Mehidy, Jaker fifties give Bangladesh hope before rain forces early tea

Bangladesh

Bangladesh 106 and 267 for 7 (Mehidy 77*, Jaker 58, Rabada 4-35) lead South Africa 308 by 65 runs

Rain stopped play an hour after the lunch interval on the third day, as Bangladesh fought hard to get a 65-run lead against South Africa in the Dhaka Test. Tea was taken at 2.10pm, half an hour after play was halted by rain. Mehidy Hasan Miraz and Nayeem Hasan were the unbeaten batters – on 77 and 12, respectively.

The visitors were on the hunt for the last four Bangladesh wickets after they went to lunch at 201 for 6. The hosts took the lead in the second over after the break, before Jaker Ali reached his half-century in the tenth over of the session.

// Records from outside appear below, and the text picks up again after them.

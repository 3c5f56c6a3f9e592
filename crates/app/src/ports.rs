//! Port definitions — traits that adapters implement.
//!
//! Ports are the boundaries between the application core and the outside
//! world. They are defined here (in `app`) so that both the use-case layer
//! and the adapter layer can depend on them without creating circular
//! dependencies.

pub mod light_control;
pub mod storage;

pub use light_control::LightControl;
pub use storage::{LightRepository, ProfileStore, RuleRepository};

He reached the milestone after turning offspinner Dane Piedt for a boundary through fine leg.

Jaker, however, fell for 58 when Keshav Maharaj trapped him lbw. Jaker was beaten trying to turn the ball to the leg side, and while the South Africans didn’t appeal that hard, the umpire gave it out. The review, however, still went the visitors’ way as the ball was seemingly going to hit leg stump. Jaker struck seven fours in his 111-ball stay.

Maharaj seemed to have trapped Nayeem later in the over, but the new batter survived thanks to DRS. He missed the sweep, but the ball was missing the stumps too. Rain came soon after, around 1.40pm, a welcome relief for the hosts.

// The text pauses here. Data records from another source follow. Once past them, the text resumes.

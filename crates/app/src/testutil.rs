//! In-memory port implementations shared by the app-layer tests.

use std::collections::{HashMap, HashSet};
use std::future::Future;
use std::sync::Mutex;
use std::sync::atomic::{AtomicI64, AtomicUsize, Ordering};
use std::time::Duration;

use lumen_domain::color::LightColor;
use lumen_domain::credit::Credit;
use lumen_domain::error::LumenError;
use lumen_domain::id::{CallbackId, LightId, ProfileId, RuleId};
use lumen_domain::light::Light;
use lumen_domain::profile::Profile;
use lumen_domain::rule::{Rule, RuleDraft};

use crate::ports::{LightControl, LightRepository, ProfileStore, RuleRepository};

// ── In-memory light repo ───────────────────────────────────────────

#[derive(Default)]
pub struct InMemoryLightRepo {
    store: Mutex<HashMap<LightId, Light>>,
    next_id: AtomicI64,
    fail_updates: AtomicUsize,
}

impl InMemoryLightRepo {
    /// Make the next `n` credit writes fail with a storage error. Failed
    /// writes leave the stored credit untouched.
    pub fn fail_next_update(&self, n: usize) {
        self.fail_updates.store(n, Ordering::SeqCst);
    }

    fn take_update_failure(&self) -> Result<(), LumenError> {
        let remaining = self.fail_updates.load(Ordering::SeqCst);
        if remaining > 0 {
            self.fail_updates.store(remaining - 1, Ordering::SeqCst);
            return Err(LumenError::Storage("injected storage failure".into()));
        }
        Ok(())
    }
}

impl LightRepository for InMemoryLightRepo {
    fn create(&self, label: &str) -> impl Future<Output = Result<Light, LumenError>> + Send {
        let id = LightId::from_i64(self.next_id.fetch_add(1, Ordering::SeqCst) + 1);
        let light = Light::new(id, label);
        self.store.lock().unwrap().insert(id, light.clone());
        async { Ok(light) }
    }

    fn get_by_id(
        &self,
        id: LightId,
    ) -> impl Future<Output = Result<Option<Light>, LumenError>> + Send {
        let r = self.store.lock().unwrap().get(&id).cloned();
        async { Ok(r) }
    }

    fn get_by_label(
        &self,
        label: &str,
    ) -> impl Future<Output = Result<Option<Light>, LumenError>> + Send {
        let r = self
            .store
            .lock()
            .unwrap()
            .values()
            .find(|l| l.label == label)
            .cloned();
        async { Ok(r) }
    }

    fn get_all(&self) -> impl Future<Output = Result<Vec<Light>, LumenError>> + Send {
        let mut r: Vec<_> = self.store.lock().unwrap().values().cloned().collect();
        r.sort_by_key(|l| l.id);
        async { Ok(r) }
    }

    fn update_credit(
        &self,
        id: LightId,
        credit: Credit,
    ) -> impl Future<Output = Result<(), LumenError>> + Send {
        let r = self.take_update_failure().map(|()| {
            if let Some(light) = self.store.lock().unwrap().get_mut(&id) {
                light.credit = credit;
            }
        });
        async { r }
    }

    fn delete(&self, id: LightId) -> impl Future<Output = Result<(), LumenError>> + Send {
        self.store.lock().unwrap().remove(&id);
        async { Ok(()) }
    }
}

// ── In-memory rule repo with association tables ────────────────────

#[derive(Default)]
pub struct InMemoryRuleRepo {
    rules: Mutex<HashMap<RuleId, Rule>>,
    rule_lights: Mutex<HashMap<RuleId, Vec<LightId>>>,
    rule_profiles: Mutex<HashMap<RuleId, HashSet<ProfileId>>>,
    rule_callbacks: Mutex<HashMap<RuleId, HashSet<CallbackId>>>,
    next_id: AtomicI64,
}

impl RuleRepository for InMemoryRuleRepo {
    fn create(
        &self,
        draft: RuleDraft,
        lights: &[LightId],
        callbacks: &[CallbackId],
    ) -> impl Future<Output = Result<Rule, LumenError>> + Send {
        let id = RuleId::from_i64(self.next_id.fetch_add(1, Ordering::SeqCst) + 1);
        let rule = Rule::from_draft(id, draft);
        self.rules.lock().unwrap().insert(id, rule.clone());
        self.rule_lights.lock().unwrap().insert(id, lights.to_vec());
        self.rule_callbacks
            .lock()
            .unwrap()
            .insert(id, callbacks.iter().copied().collect());
        async { Ok(rule) }
    }

    fn get_by_id(
        &self,
        id: RuleId,
    ) -> impl Future<Output = Result<Option<Rule>, LumenError>> + Send {
        let r = self.rules.lock().unwrap().get(&id).cloned();
        async { Ok(r) }
    }

    fn get_all(&self) -> impl Future<Output = Result<Vec<Rule>, LumenError>> + Send {
        let mut r: Vec<_> = self.rules.lock().unwrap().values().cloned().collect();
        r.sort_by_key(|rule| rule.id);
        async { Ok(r) }
    }

    fn delete(&self, id: RuleId) -> impl Future<Output = Result<(), LumenError>> + Send {
        self.rules.lock().unwrap().remove(&id);
        self.rule_lights.lock().unwrap().remove(&id);
        self.rule_profiles.lock().unwrap().remove(&id);
        self.rule_callbacks.lock().unwrap().remove(&id);
        async { Ok(()) }
    }

    fn lights_for(
        &self,
        id: RuleId,
    ) -> impl Future<Output = Result<Vec<LightId>, LumenError>> + Send {
        let r = self
            .rule_lights
            .lock()
            .unwrap()
            .get(&id)
            .cloned()
            .unwrap_or_default();
        async { Ok(r) }
    }

    fn candidates(
        &self,
        profile: ProfileId,
        callback: CallbackId,
    ) -> impl Future<Output = Result<Vec<RuleId>, LumenError>> + Send {
        let profiles = self.rule_profiles.lock().unwrap();
        let callbacks = self.rule_callbacks.lock().unwrap();
        let mut r: Vec<_> = self
            .rules
            .lock()
            .unwrap()
            .keys()
            .filter(|id| profiles.get(id).is_some_and(|p| p.contains(&profile)))
            .filter(|id| callbacks.get(id).is_some_and(|c| c.contains(&callback)))
            .copied()
            .collect();
        r.sort();
        async { Ok(r) }
    }

    fn rules_for_profile(
        &self,
        profile: ProfileId,
    ) -> impl Future<Output = Result<Vec<Rule>, LumenError>> + Send {
        let profiles = self.rule_profiles.lock().unwrap();
        let mut r: Vec<_> = self
            .rules
            .lock()
            .unwrap()
            .values()
            .filter(|rule| {
                profiles
                    .get(&rule.id)
                    .is_some_and(|p| p.contains(&profile))
            })
            .cloned()
            .collect();
        r.sort_by_key(|rule| rule.id);
        async { Ok(r) }
    }

    fn rules_outside_profile(
        &self,
        profile: ProfileId,
    ) -> impl Future<Output = Result<Vec<Rule>, LumenError>> + Send {
        let profiles = self.rule_profiles.lock().unwrap();
        let mut r: Vec<_> = self
            .rules
            .lock()
            .unwrap()
            .values()
            .filter(|rule| {
                !profiles
                    .get(&rule.id)
                    .is_some_and(|p| p.contains(&profile))
            })
            .cloned()
            .collect();
        r.sort_by_key(|rule| rule.id);
        async { Ok(r) }
    }

    fn set_profile_rules(
        &self,
        profile: ProfileId,
        rules: &[RuleId],
    ) -> impl Future<Output = Result<(), LumenError>> + Send {
        let mut profiles = self.rule_profiles.lock().unwrap();
        for set in profiles.values_mut() {
            set.remove(&profile);
        }
        for rule in rules {
            profiles.entry(*rule).or_default().insert(profile);
        }
        async { Ok(()) }
    }
}

// ── In-memory profile store ────────────────────────────────────────

#[derive(Default)]
pub struct InMemoryProfileStore {
    store: Mutex<HashMap<ProfileId, Profile>>,
    active: Mutex<Option<ProfileId>>,
    next_id: AtomicI64,
}

impl ProfileStore for InMemoryProfileStore {
    fn create(&self, name: &str) -> impl Future<Output = Result<Profile, LumenError>> + Send {
        let id = ProfileId::from_i64(self.next_id.fetch_add(1, Ordering::SeqCst) + 1);
        let profile = Profile::new(id, name);
        self.store.lock().unwrap().insert(id, profile.clone());
        async { Ok(profile) }
    }

    fn get_by_id(
        &self,
        id: ProfileId,
    ) -> impl Future<Output = Result<Option<Profile>, LumenError>> + Send {
        let r = self.store.lock().unwrap().get(&id).cloned();
        async { Ok(r) }
    }

    fn get_all(&self) -> impl Future<Output = Result<Vec<Profile>, LumenError>> + Send {
        let mut r: Vec<_> = self.store.lock().unwrap().values().cloned().collect();
        r.sort_by_key(|p| p.id);
        async { Ok(r) }
    }

    fn delete(&self, id: ProfileId) -> impl Future<Output = Result<(), LumenError>> + Send {
        self.store.lock().unwrap().remove(&id);
        let mut active = self.active.lock().unwrap();
        if *active == Some(id) {
            *active = None;
        }
        async { Ok(()) }
    }

    fn active_profile(
        &self,
    ) -> impl Future<Output = Result<Option<ProfileId>, LumenError>> + Send {
        let r = *self.active.lock().unwrap();
        async move { Ok(r) }
    }

    fn set_active_profile(
        &self,
        profile: Option<ProfileId>,
    ) -> impl Future<Output = Result<(), LumenError>> + Send {
        *self.active.lock().unwrap() = profile;
        async { Ok(()) }
    }
}

// ── Recording light control with failure injection ─────────────────

/// A device command as seen by the control port, recorded in order.
#[derive(Debug, Clone, PartialEq)]
pub enum Command {
    Discover,
    SetColor {
        label: String,
        color: LightColor,
        fade: Duration,
    },
    TurnOn {
        label: String,
    },
    TurnOff {
        label: String,
    },
}

/// Light control double that records every attempted command and can be
/// told to fail the next `n` commands.
#[derive(Default)]
pub struct RecordingLightControl {
    labels: Mutex<Vec<String>>,
    commands: Mutex<Vec<Command>>,
    fail_remaining: AtomicUsize,
}

impl RecordingLightControl {
    pub fn with_labels(labels: impl IntoIterator<Item = impl Into<String>>) -> Self {
        Self {
            labels: Mutex::new(labels.into_iter().map(Into::into).collect()),
            ..Self::default()
        }
    }

    /// Make the next `n` commands fail with a device error.
    pub fn fail_next(&self, n: usize) {
        self.fail_remaining.store(n, Ordering::SeqCst);
    }

    /// Every command attempted so far, in order, including failed ones.
    pub fn commands(&self) -> Vec<Command> {
        self.commands.lock().unwrap().clone()
    }

    fn attempt(&self, command: Command) -> Result<(), LumenError> {
        self.commands.lock().unwrap().push(command);
        let remaining = self.fail_remaining.load(Ordering::SeqCst);
        if remaining > 0 {
            self.fail_remaining.store(remaining - 1, Ordering::SeqCst);
            return Err(LumenError::Device("injected device failure".into()));
        }
        Ok(())
    }
}

impl LightControl for RecordingLightControl {
    fn discover(&self) -> impl Future<Output = Result<Vec<String>, LumenError>> + Send {
        let r = self
            .attempt(Command::Discover)
            .map(|()| self.labels.lock().unwrap().clone());
        async { r }
    }

    fn set_color(
        &self,
        label: &str,
        color: LightColor,
        fade: Duration,
    ) -> impl Future<Output = Result<(), LumenError>> + Send {
        let r = self.attempt(Command::SetColor {
            label: label.to_string(),
            color,
            fade,
        });
        async { r }
    }

    fn turn_on(&self, label: &str) -> impl Future<Output = Result<(), LumenError>> + Send {
        let r = self.attempt(Command::TurnOn {
            label: label.to_string(),
        });
        async { r }
    }

    fn turn_off(&self, label: &str) -> impl Future<Output = Result<(), LumenError>> + Send {
        let r = self.attempt(Command::TurnOff {
            label: label.to_string(),
        });
        async { r }
    }
}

Bangladesh had earlier began the day on the wrong note. Kagiso Rabada had removed overnight batters Mahmudul Hasan Joy and Mushfiqur Rahim in the fourth over of the morning, before Litton Das fell to Maharaj.

Joy edged a wide delivery from Rabada, with David Bedingham taking a comfortable catch at first slip. He made 40 off 92 balls with five fours. Mushfiqur got out exactly how he fell in the first innings: bowled by Rabada. The delivery again burst through his bat and pad, though this time it disturbed only the middle stump, after Rabada had uprooted Mushfiqur’s off and middle stumps on the first day.

Maharaj then had Litton caught behind, the delivery taking the shoulder of his bat, to reduce Bangladesh to 112 for 6. Bangladesh were 90 runs behind at the time, and in danger of losing by an innings.

Mehidy and Jaker, however, checked the visitors at that point, hitting the odd boundary as they slowly took Bangladesh towards safety. Mehidy reached his fifty before the lunch break, as they went to the day’s first break trailing by one run.